**Dataset entries**
======
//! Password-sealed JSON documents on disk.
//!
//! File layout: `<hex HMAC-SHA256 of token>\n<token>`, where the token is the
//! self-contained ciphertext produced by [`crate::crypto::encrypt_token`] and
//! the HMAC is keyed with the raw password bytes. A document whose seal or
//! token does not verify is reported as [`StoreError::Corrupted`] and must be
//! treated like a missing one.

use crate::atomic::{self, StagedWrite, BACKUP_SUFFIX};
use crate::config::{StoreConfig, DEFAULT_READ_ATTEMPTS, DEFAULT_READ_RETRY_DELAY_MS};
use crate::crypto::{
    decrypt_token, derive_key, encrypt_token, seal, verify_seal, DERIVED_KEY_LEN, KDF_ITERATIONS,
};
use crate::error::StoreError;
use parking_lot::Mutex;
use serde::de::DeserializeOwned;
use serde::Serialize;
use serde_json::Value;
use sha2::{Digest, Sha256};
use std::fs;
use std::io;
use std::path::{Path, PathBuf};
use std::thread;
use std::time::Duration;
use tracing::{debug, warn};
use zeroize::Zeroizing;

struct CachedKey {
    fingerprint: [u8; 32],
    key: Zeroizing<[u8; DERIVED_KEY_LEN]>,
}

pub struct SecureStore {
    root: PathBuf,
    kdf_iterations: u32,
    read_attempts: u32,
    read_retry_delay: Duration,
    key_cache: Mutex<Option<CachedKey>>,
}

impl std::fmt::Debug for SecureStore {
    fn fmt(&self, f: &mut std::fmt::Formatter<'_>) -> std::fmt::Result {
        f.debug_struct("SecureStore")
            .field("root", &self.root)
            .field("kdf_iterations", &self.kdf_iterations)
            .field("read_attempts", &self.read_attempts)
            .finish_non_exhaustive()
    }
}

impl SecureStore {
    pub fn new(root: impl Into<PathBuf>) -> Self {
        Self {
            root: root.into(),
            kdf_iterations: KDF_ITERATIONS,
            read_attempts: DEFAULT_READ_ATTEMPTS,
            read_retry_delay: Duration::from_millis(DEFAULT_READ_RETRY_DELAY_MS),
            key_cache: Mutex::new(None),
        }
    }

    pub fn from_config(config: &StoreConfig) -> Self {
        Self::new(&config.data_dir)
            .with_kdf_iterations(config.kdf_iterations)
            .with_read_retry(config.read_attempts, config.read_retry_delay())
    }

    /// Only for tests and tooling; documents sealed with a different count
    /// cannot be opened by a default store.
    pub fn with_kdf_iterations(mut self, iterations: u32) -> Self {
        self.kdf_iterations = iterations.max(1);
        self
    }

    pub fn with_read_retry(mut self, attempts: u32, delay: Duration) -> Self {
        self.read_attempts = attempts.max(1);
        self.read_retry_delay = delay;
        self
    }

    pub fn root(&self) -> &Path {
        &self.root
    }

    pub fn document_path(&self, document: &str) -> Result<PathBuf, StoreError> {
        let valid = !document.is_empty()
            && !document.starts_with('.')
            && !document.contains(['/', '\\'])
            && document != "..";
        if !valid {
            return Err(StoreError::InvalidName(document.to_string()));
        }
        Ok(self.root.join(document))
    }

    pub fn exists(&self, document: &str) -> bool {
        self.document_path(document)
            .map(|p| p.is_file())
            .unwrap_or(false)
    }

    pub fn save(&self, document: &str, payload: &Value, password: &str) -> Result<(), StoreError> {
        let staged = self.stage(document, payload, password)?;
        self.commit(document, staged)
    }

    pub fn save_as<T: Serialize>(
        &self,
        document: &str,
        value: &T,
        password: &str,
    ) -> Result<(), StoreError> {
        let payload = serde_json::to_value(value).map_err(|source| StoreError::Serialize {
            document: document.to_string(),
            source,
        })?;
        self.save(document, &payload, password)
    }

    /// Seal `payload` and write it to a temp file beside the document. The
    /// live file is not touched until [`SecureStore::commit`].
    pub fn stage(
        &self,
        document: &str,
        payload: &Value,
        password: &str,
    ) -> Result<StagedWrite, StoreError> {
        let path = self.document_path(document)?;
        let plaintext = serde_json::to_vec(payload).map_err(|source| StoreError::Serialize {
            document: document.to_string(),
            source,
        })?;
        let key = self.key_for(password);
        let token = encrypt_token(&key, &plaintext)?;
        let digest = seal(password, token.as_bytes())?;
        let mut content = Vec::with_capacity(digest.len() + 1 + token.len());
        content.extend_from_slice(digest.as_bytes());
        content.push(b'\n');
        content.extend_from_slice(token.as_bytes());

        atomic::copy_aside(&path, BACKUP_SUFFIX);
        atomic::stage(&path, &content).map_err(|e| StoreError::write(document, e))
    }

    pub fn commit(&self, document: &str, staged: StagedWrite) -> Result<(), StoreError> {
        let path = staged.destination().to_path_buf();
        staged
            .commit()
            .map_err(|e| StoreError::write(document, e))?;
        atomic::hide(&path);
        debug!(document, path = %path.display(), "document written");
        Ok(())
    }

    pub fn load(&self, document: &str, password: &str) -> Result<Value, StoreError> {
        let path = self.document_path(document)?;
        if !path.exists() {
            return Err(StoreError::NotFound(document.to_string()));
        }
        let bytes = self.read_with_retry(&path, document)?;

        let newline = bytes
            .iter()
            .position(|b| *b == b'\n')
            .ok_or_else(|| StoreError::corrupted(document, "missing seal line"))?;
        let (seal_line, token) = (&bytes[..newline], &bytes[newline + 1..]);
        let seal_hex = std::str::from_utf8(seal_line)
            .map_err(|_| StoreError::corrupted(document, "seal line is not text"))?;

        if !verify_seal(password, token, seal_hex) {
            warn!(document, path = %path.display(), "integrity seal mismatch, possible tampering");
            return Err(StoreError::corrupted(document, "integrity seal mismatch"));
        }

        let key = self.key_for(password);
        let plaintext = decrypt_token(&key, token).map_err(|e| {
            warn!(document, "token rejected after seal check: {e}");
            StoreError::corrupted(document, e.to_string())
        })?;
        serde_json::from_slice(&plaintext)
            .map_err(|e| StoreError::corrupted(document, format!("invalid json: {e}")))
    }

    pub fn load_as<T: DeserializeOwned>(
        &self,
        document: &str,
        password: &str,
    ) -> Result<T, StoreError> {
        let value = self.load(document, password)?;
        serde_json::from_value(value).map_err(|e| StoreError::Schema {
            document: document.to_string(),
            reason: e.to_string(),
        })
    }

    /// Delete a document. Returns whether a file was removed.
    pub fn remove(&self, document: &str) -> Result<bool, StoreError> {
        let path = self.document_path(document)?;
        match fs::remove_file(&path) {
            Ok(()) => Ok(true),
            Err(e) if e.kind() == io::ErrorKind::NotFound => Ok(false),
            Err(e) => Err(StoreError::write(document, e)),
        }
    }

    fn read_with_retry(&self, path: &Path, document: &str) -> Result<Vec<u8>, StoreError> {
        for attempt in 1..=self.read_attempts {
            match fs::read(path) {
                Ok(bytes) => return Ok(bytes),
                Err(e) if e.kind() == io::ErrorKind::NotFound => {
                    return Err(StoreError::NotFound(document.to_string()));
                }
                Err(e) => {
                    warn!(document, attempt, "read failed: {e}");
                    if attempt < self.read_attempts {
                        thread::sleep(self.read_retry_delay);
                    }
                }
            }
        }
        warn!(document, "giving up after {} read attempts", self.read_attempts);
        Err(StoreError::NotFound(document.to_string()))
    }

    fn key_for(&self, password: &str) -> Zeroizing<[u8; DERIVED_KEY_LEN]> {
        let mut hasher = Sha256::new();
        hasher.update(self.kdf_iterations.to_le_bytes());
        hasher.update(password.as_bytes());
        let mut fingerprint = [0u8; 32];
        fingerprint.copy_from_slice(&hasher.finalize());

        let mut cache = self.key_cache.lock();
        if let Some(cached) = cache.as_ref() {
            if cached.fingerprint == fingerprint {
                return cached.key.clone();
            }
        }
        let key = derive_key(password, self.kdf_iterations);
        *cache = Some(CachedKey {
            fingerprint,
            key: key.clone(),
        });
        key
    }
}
======
Filter the material for the word "config" and copy each matching line.

use crate::config::{StoreConfig, DEFAULT_READ_ATTEMPTS, DEFAULT_READ_RETRY_DELAY_MS};
    pub fn from_config(config: &StoreConfig) -> Self {
        Self::new(&config.data_dir)
            .with_kdf_iterations(config.kdf_iterations)
            .with_read_retry(config.read_attempts, config.read_retry_delay())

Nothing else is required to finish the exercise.